Marketing Authorization Holders
MAH
Interfacing with the Estonian database - EtMVS
A MAH whose medicines have been uploaded to the Estonian Medicines Authenticity System (EtMVS) or who wishes to upload data to the system must conclude a REKS contract. Under the contract, the MAH must pay an annual fee to REKS in accordance with Commission Delegated Regulation No (EU) 2016/161, Article 31(5), according to which the costs of administering this system are borne by the MAH.
To sign a contract with REKS, please contact info(at)reks.ee. REKS will send you a draft contract and information about the next steps.
How the EtMVS System Works and Annual Fees
The Medicines Authenticity Verification System is funded through annual fees paid by marketing authorization holders. These fees enable REKS to cover the administrative and development costs of the entire information system. The REKS Board approves the base rate (flat fee) for annual fees and, based on the implemented annual fee system, also the amounts of exemptions determined according to the marketing authorization holder’s turnover.
Processing of alerts
REKS will contact MAH if information from MAH is required to process a package that has received a warning. REKS initiates proceedings based on information received from end users.
Generally, REKS sends an email containing a link to the alert data, where MAH can also respond to questions submitted to them. The email is sent to menetlused(at)reks.ee. This is an automated email sent by the information system and cannot be replied to.
If the MAH has any questions or issues regarding packaging alerts, please contact help(at)reks.ee
REKS processes product alerts through the local alert management system REK-IS. Estonia has not joined the pan-European alert management system administered by EMVO.

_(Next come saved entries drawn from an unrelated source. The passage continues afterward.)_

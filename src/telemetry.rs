//! Global tracing subscriber management.

use std::any::type_name_of_val;
use std::sync::atomic::{AtomicBool, Ordering};

use log::LevelFilter;
use thiserror::Error;
use tracing_log::LogTracer;
use tracing_subscriber::{
    EnvFilter, fmt,
    layer::Layer,
    layer::SubscriberExt,
    util::{SubscriberInitExt, TryInitError},
};

use crate::config::AppConfig;

/// Errors that can occur while initializing global telemetry.
#[derive(Debug, Error)]
pub enum TelemetryInitError {
    #[error("failed to install log tracer bridge: {0}")]
    LogTracer(#[from] log::SetLoggerError),
    #[error("failed to install tracing subscriber: {0}")]
    Subscriber(#[from] TryInitError),
}

static TELEMETRY_INITIALIZED: AtomicBool = AtomicBool::new(false);

/// Initialize global tracing once, routing `log::` records through the same pipeline.
///
/// `RUST_LOG` wins over the configured level. Repeated calls are no-ops.
pub fn init_tracing(config: &AppConfig) -> Result<(), TelemetryInitError> {
    if TELEMETRY_INITIALIZED
        .compare_exchange(false, true, Ordering::SeqCst, Ordering::SeqCst)
        .is_err()
    {
        return Ok(());
    }

    if let Err(err) = LogTracer::builder()
        .with_max_level(LevelFilter::Trace)
        .init()
    {
        // Another LogTracer already installed is fine.
        let logger_type = type_name_of_val(log::logger());
        if !logger_type.contains("LogTracer") {
            TELEMETRY_INITIALIZED.store(false, Ordering::SeqCst);
            return Err(TelemetryInitError::LogTracer(err));
        }
    }

    let env_filter =
        EnvFilter::try_from_default_env().unwrap_or_else(|_| EnvFilter::new(&config.log_level));

    let fmt_layer = match config.log_format.as_str() {
        "pretty" => fmt::layer().pretty().boxed(),
        _ => fmt::layer().json().flatten_event(true).boxed(),
    };

    if let Err(err) = tracing_subscriber::registry()
        .with(env_filter)
        .with(fmt_layer)
        .try_init()
    {
        TELEMETRY_INITIALIZED.store(false, Ordering::SeqCst);
        return Err(TelemetryInitError::Subscriber(err));
    }

    log::debug!("telemetry initialized (format: {})", config.log_format);
    Ok(())
}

All Estonian retail pharmacies are connected to the local alert system, and alert data is automatically transferred from the pharmacies’ information systems to the REK-IS system.

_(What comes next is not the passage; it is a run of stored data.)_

//! # Fault Normalizer Library
//!
//! Turns every failure raised while serving an HTTP request into one JSON
//! error record, with demo controllers that exercise each failure class.

pub mod auth;
pub mod config;
pub mod error;
pub mod handlers;
pub mod models;
pub mod server;
pub mod telemetry;
pub mod validation;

In addition, data can also be submitted via the REK website if necessary. The same system is used to manage Estonian Exceptions—a list of drug batches for which there are known and checked cautions in Estonia.
Article 33
(excerpt from the delegated regulation)
Uploading information to the database system
The marketing authorization holder or, in the case of parallel-imported or parallel-marketed medicinal products bearing a unique identifier equivalent to the requirements of Article 47a of Directive 2001/83/EC, the person responsible for placing such medicinal products on the market shall ensure that the information referred to in paragraph 2 is uploaded to the database system before the manufacturer places the medicinal product on the market or distributes it, and that this information is subsequently updated. That information shall be recorded in all national or transnational databases serving the territory of the Member State or Member States where the medicinal product bearing the unique identifier is intended to be placed on the market. The Center shall also store the information referred to in points (a) to (d) of paragraph 2 of this Article, with the exception of the batch number.